Keeping the lights on: Maintaining a multidisciplinary diabetic foot service in the face of COVID-19
By Sarah Johnson-Lynn and Paul Mackenney
University Hospital of North Tees, Stockton-upon-Tees
Published 17 April 2020
The current situation with respect to COVID-19 is creating additional pressures for a number of groups with existing health conditions and in orthopaedics, one of the most vulnerable groups we care for are those living with diabetic foot disease. The following article outlines the challenges we have experienced and our response to them within the context of our relatively new regional multidisciplinary diabetic foot service.

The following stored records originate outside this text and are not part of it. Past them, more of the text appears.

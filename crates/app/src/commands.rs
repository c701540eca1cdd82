use std::fs::File;
use std::path::Path;

use anyhow::{bail, Context, Result};
use tracing::{debug, info, warn};

use payfill_core::PayslipRecord;
use payfill_ocr::{build_backend, EngineKind, OcrBackend, PayslipPipeline};
use payfill_xlsx::{template, writer, Template};

pub fn inspect(path: &Path) -> Result<()> {
    let reports = template::inspect(path)
        .with_context(|| format!("Failed to inspect {}", path.display()))?;

    println!("Sheet names:");
    for report in &reports {
        println!("  - {}", report.name);
    }
    for report in &reports {
        println!("\n=== Sheet: {} ===", report.name);
        println!("Max row: {}, Max column: {}", report.rows, report.columns);
        println!("Populated cells (first 30 rows):");
        for (cell, value) in &report.populated {
            println!("  {cell}: {value}");
        }
    }
    Ok(())
}

pub fn extract(
    image: &Path,
    engine: EngineKind,
    mock_text: Option<&Path>,
    print_ocr_text: bool,
) -> Result<()> {
    let pipeline = pipeline(engine, mock_text)?;
    let result = pipeline
        .process_file(image)
        .with_context(|| format!("Failed to process {}", image.display()))?;

    debug!("OCR text:\n{}", result.ocr_text);
    if print_ocr_text {
        println!("=== OCR text ===\n{}\n=== Record ===", result.ocr_text);
    }
    println!("{}", serde_json::to_string_pretty(&result.record)?);
    Ok(())
}

pub fn process(
    image: Option<&Path>,
    batch: Option<&Path>,
    template_path: &Path,
    output: &Path,
    engine: EngineKind,
    mock_text: Option<&Path>,
) -> Result<()> {
    let template = open_template(template_path)?;
    let pipeline = pipeline(engine, mock_text)?;

    match (image, batch) {
        (Some(image), None) => {
            let result = pipeline
                .process_file(image)
                .with_context(|| format!("Failed to process {}", image.display()))?;
            writer::fill_summary_row(&template.sheet, &result.record, output)?;
            info!("Wrote {}", output.display());
            Ok(())
        }
        (None, Some(dir)) => {
            std::fs::create_dir_all(output)
                .with_context(|| format!("Failed to create {}", output.display()))?;

            let outcomes = pipeline.process_dir(dir)?;
            let total = outcomes.len();
            let mut written = 0usize;
            for outcome in outcomes {
                let result = match outcome.result {
                    Ok(result) => result,
                    // Already logged by the pipeline; keep going.
                    Err(_) => continue,
                };
                let stem = outcome
                    .source
                    .file_stem()
                    .and_then(|s| s.to_str())
                    .unwrap_or("payslip");
                let out_path = output.join(format!("{stem}_output.xlsx"));
                match writer::fill_summary_row(&template.sheet, &result.record, &out_path) {
                    Ok(()) => {
                        info!("Wrote {}", out_path.display());
                        written += 1;
                    }
                    Err(e) => warn!("Skipping {}: {e}", outcome.source.display()),
                }
            }
            info!("Processed {written}/{total} images");
            Ok(())
        }
        _ => bail!("Provide exactly one of --image or --batch"),
    }
}

pub fn append(template_path: &Path, output: &Path, record_path: &Path) -> Result<()> {
    let template = open_template(template_path)?;
    let record = read_record(record_path)?;
    let row = writer::append_employee(&template.sheet, &record, output)?;
    println!("Appended at row {} of {}", row + 1, output.display());
    Ok(())
}

pub fn update(template_path: &Path, output: &Path, record_path: &Path) -> Result<()> {
    let template = open_template(template_path)?;
    let record = read_record(record_path)?;
    let row = writer::update_by_staff_code(&template.sheet, &record, output)?;
    println!("Updated row {} of {}", row + 1, output.display());
    Ok(())
}

// ── Helpers ───────────────────────────────────────────────────────────────────

fn pipeline(
    engine: EngineKind,
    mock_text: Option<&Path>,
) -> Result<PayslipPipeline<Box<dyn OcrBackend>>> {
    let backend = build_backend(engine, mock_text)?;
    Ok(PayslipPipeline::new(backend))
}

fn open_template(path: &Path) -> Result<Template> {
    Template::open(path).with_context(|| format!("Failed to open template {}", path.display()))
}

fn read_record(path: &Path) -> Result<PayslipRecord> {
    let file =
        File::open(path).with_context(|| format!("Failed to open record {}", path.display()))?;
    serde_json::from_reader(file)
        .with_context(|| format!("Invalid payslip record in {}", path.display()))
}
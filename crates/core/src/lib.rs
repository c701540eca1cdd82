pub mod money;
pub mod record;
pub mod staff;

pub use money::Money;
pub use record::{OvertimeEntry, PayslipRecord};
pub use staff::{StaffCode, StaffCodeError};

There is no doubt that diabetic foot disease is a significant public health problem, costing the NHS almost £1 billion pounds annually1, a major impact on individual patients’ quality of life2 and the most common reason for non-traumatic lower limb amputations3. NHS England have made it clear that diabetic foot care remains a priority, including face-to-face assessment of ulcers in MDT clinics4.
There have, however, been significant challenges associated with maintaining our multidisciplinary service. Many of these challenges are being felt throughout orthopaedics, such as reduced operating capacity and loss of inpatient beds but we have encountered other issues due to the way that our service intersects with others. Our medical colleagues in diabetology are under intense pressure – continuing to support the foot service and providing telephone clinics for their diabetes and endocrine patients, whilst also being redeployed with all their acute medicine colleagues to treat COVID-positive patients in emergency admissions areas, inevitably leading to COVID-19-related staff sickness. We have been endeavouring to support their role by extending our involvement in the high-risk podiatry and MDT clinics to ensure the presence of an individual with prescribing and admitting rights.

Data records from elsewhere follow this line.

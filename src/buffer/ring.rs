// src/buffer/ring.rs

use crate::errors::BufferError;

/// Fixed-capacity circular byte buffer with independent read and write
/// cursors.
///
/// Invariants:
/// - `rd_size() + wr_size() == capacity()` at all times.
/// - Both cursors stay in `[0, capacity)`; all cursor arithmetic is modulo
///   the capacity, which is fixed at construction.
/// - A write never overwrites unread data: if free space is short, only the
///   bytes that fit are written and the remainder is the caller's to retry.
///
/// Closing is one-way and idempotent. A closed buffer rejects writes but
/// still hands out the bytes buffered before the close; end-of-stream is the
/// explicit [`is_drained`](Self::is_drained) query, never an error.
#[derive(Debug)]
pub struct RingBuffer {
    storage: Box<[u8]>,
    capacity: usize,
    /// Next byte to overwrite.
    write_pos: usize,
    /// Next byte to deliver.
    read_pos: usize,
    /// Unread bytes currently buffered.
    occupied: usize,
    closed: bool,
}

impl RingBuffer {
    /// Create a buffer holding at most `capacity` unread bytes.
    ///
    /// # Panics
    ///
    /// Panics if `capacity` is zero; a zero-capacity ring could never accept
    /// a byte.
    pub fn new(capacity: usize) -> Self {
        assert!(capacity > 0, "ring buffer capacity must be at least 1");
        Self {
            storage: vec![0u8; capacity].into_boxed_slice(),
            capacity,
            write_pos: 0,
            read_pos: 0,
            occupied: 0,
            closed: false,
        }
    }

    pub fn capacity(&self) -> usize {
        self.capacity
    }

    /// Number of unread bytes available to `read`.
    pub fn rd_size(&self) -> usize {
        self.occupied
    }

    /// Number of bytes of free space available to `write`.
    pub fn wr_size(&self) -> usize {
        self.capacity - self.occupied
    }

    pub fn is_closed(&self) -> bool {
        self.closed
    }

    /// True once the buffer is closed and every buffered byte has been read.
    pub fn is_drained(&self) -> bool {
        self.closed && self.occupied == 0
    }

    /// Copy as many bytes from `data` as fit into free space, starting at
    /// the write cursor and wrapping around the end of storage.
    ///
    /// Returns the number of bytes written, which may be less than
    /// `data.len()` (including zero) when the buffer is near full. Fails if
    /// the buffer was closed.
    pub fn write(&mut self, data: &[u8]) -> Result<usize, BufferError> {
        if self.closed {
            return Err(BufferError::Closed);
        }

        let n = data.len().min(self.wr_size());
        if n == 0 {
            return Ok(0);
        }

        let first = n.min(self.capacity - self.write_pos);
        self.storage[self.write_pos..self.write_pos + first].copy_from_slice(&data[..first]);
        if n > first {
            self.storage[..n - first].copy_from_slice(&data[first..n]);
        }

        self.write_pos = (self.write_pos + n) % self.capacity;
        self.occupied += n;
        Ok(n)
    }

    /// Read up to `n` bytes, or everything currently available when `n` is
    /// `None`, advancing the read cursor.
    ///
    /// Reading from an empty buffer returns an empty vec immediately;
    /// blocking is layered by callers, not here.
    pub fn read(&mut self, n: Option<usize>) -> Vec<u8> {
        let want = match n {
            Some(n) => n.min(self.occupied),
            None => self.occupied,
        };
        if want == 0 {
            return Vec::new();
        }

        let mut out = Vec::with_capacity(want);
        let first = want.min(self.capacity - self.read_pos);
        out.extend_from_slice(&self.storage[self.read_pos..self.read_pos + first]);
        if want > first {
            out.extend_from_slice(&self.storage[..want - first]);
        }

        self.read_pos = (self.read_pos + want) % self.capacity;
        self.occupied -= want;
        out
    }

    /// Mark the buffer closed. Idempotent; buffered unread bytes survive.
    pub fn close(&mut self) {
        self.closed = true;
    }
}
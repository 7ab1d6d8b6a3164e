// src/config/loader.rs

use std::fs;
use std::path::{Path, PathBuf};
use std::str::FromStr;

use anyhow::{Context, Result, anyhow};

use crate::config::model::ConfigFile;
use crate::config::validate::validate_config;
use crate::exec::{RepeatOptions, TimeoutPolicy};

/// Load a configuration file from a given path and return the raw
/// `ConfigFile`.
///
/// This only performs TOML deserialization; it does **not** perform semantic
/// validation. Use [`load_and_validate`] for that.
pub fn load_from_path(path: impl AsRef<Path>) -> Result<ConfigFile> {
    let path = path.as_ref();
    let contents =
        fs::read_to_string(path).with_context(|| format!("reading config file at {:?}", path))?;

    let config: ConfigFile = toml::from_str(&contents)
        .with_context(|| format!("parsing TOML config from {:?}", path))?;

    Ok(config)
}

/// Load a configuration file from path and run basic validation.
///
/// This is the recommended entry point:
/// - Reads TOML.
/// - Applies defaults (handled by `serde` + `Default` impls).
/// - Checks buffer sizing and timeout policy sanity.
pub fn load_and_validate(path: impl AsRef<Path>) -> Result<ConfigFile> {
    let config = load_from_path(&path)?;
    validate_config(&config)?;
    Ok(config)
}

/// Helper to resolve a default config path.
///
/// Currently this just returns `Hostlink.toml` in the current working
/// directory.
pub fn default_config_path() -> PathBuf {
    PathBuf::from("Hostlink.toml")
}

/// Turn the `[repeat]` and `[exec]` sections into ready-to-use
/// [`RepeatOptions`].
pub fn repeat_options(cfg: &ConfigFile) -> Result<RepeatOptions> {
    let on_timeout = TimeoutPolicy::from_str(&cfg.exec.on_timeout)
        .map_err(|e| anyhow!(e))
        .context("invalid [exec].on_timeout")?;

    Ok(RepeatOptions {
        count: cfg.repeat.count,
        interval: cfg.repeat.interval(),
        ttl: cfg.repeat.ttl(),
        timeout: cfg.exec.timeout(),
        on_timeout,
    })
}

The diabetes ward has been closed due to nursing staff redeployment to care for COVID-19 patients, potentially fragmenting the extensive wound care knowledge these nurses have. This has been addressed with input from the diabetic specialist podiatrists and a small team of nurses from the diabetes ward supporting nursing staff on other wards.
Our specialist podiatry colleagues are under increased pressure with a higher patient load, as their community colleagues have been redeployed to district nursing roles, causing increased demands on both hospital outpatient appointments and domiciliary visits.
One of the less obvious areas impacting on our service is local hospital transport policy, which initially instituted a blanket ban on any patients other than for dialysis and cancer care. This has been partially resolved by negotiation on a case by case basis to allow our most vulnerable patients to be brought to hospital for dressings and outpatient IV antibiotics to try to prevent admissions. The diabetic specialist podiatry team have also increased their domiciliary visits to try to compensate for this.
Regionally, vascular surgery has seen significant impacts on their inpatient capacity, but with good, established links with our vascular hub we have managed to obtain angioplasties for our most urgent patients with agreements for them to return to a bed on our site as soon as feasible.
In order to maintain urgent surgical treatment where necessary, while minimising impact to the wider health service, we have made use of regional blocks where possible, reducing aerosol-generating procedures for our anaesthetic colleagues and maximising operating time by reducing the time needed to recover patients in theatre. This is will also maximise our use of local private sector resources, which can be challenging to access for our patients, as they are only able to accommodate ASA 1 and 2 patients, who have had a negative test for COVID-19, precluding most of our multiply comorbid group of patients.
It remains important not to lose focus on patients with foot attack (pus under pressure in the foot secondary to diabetic foot disease), which is a truly limb- (and occasionally life-threatening) problem5. This requires decompression and debridement as an emergency and we continue to advocate for these patients accessing surgical treatment in a timely fashion, on emergency lists, to reduce the unintended adverse outcomes in this vulnerable patient group.
- Diabetic foot care in England: an economic study - Marion Kerr, Insight Health Economics, 2017
- MS Sekhar, RR Thomas, MK Unnikrishnan, K Vijayanarayana, GS Rodrigues. Impact of diabetic foot ulcer on health-related quality of life: A cross-sectional study. Semin Vasc Surg. 2015;28(3-4):165-71.
- EJ Boyko, AD Seelig, JH Ahroni. Limb- and Person-Level Risk Factors for Lower-Limb Amputation in the Prospective Seattle Diabetic Foot Study. Diabetes Care. 2018;41(4):891-8.
- NHS London Clinical Networks (2020). Clinical strategy for service management of diabetic foot units during the COVID-19 pandemic. Available at: https://www.england.nhs.uk/london/wp-content/uploads/sites/8/2020/04/5.-Covid-19-Clinical-Strategy-for-MDFTs-Crib-Sheet-02042020.pdf.
- PR Vas, M Edmonds, V Kavarthapu, H Rashid, R Ahluwalia, C Pankhurst, N Papanas. The Diabetic Foot Attack: "Tis Too Late to Retreat!". Int J Low Extrem Wounds. 2018;17(1):7-13.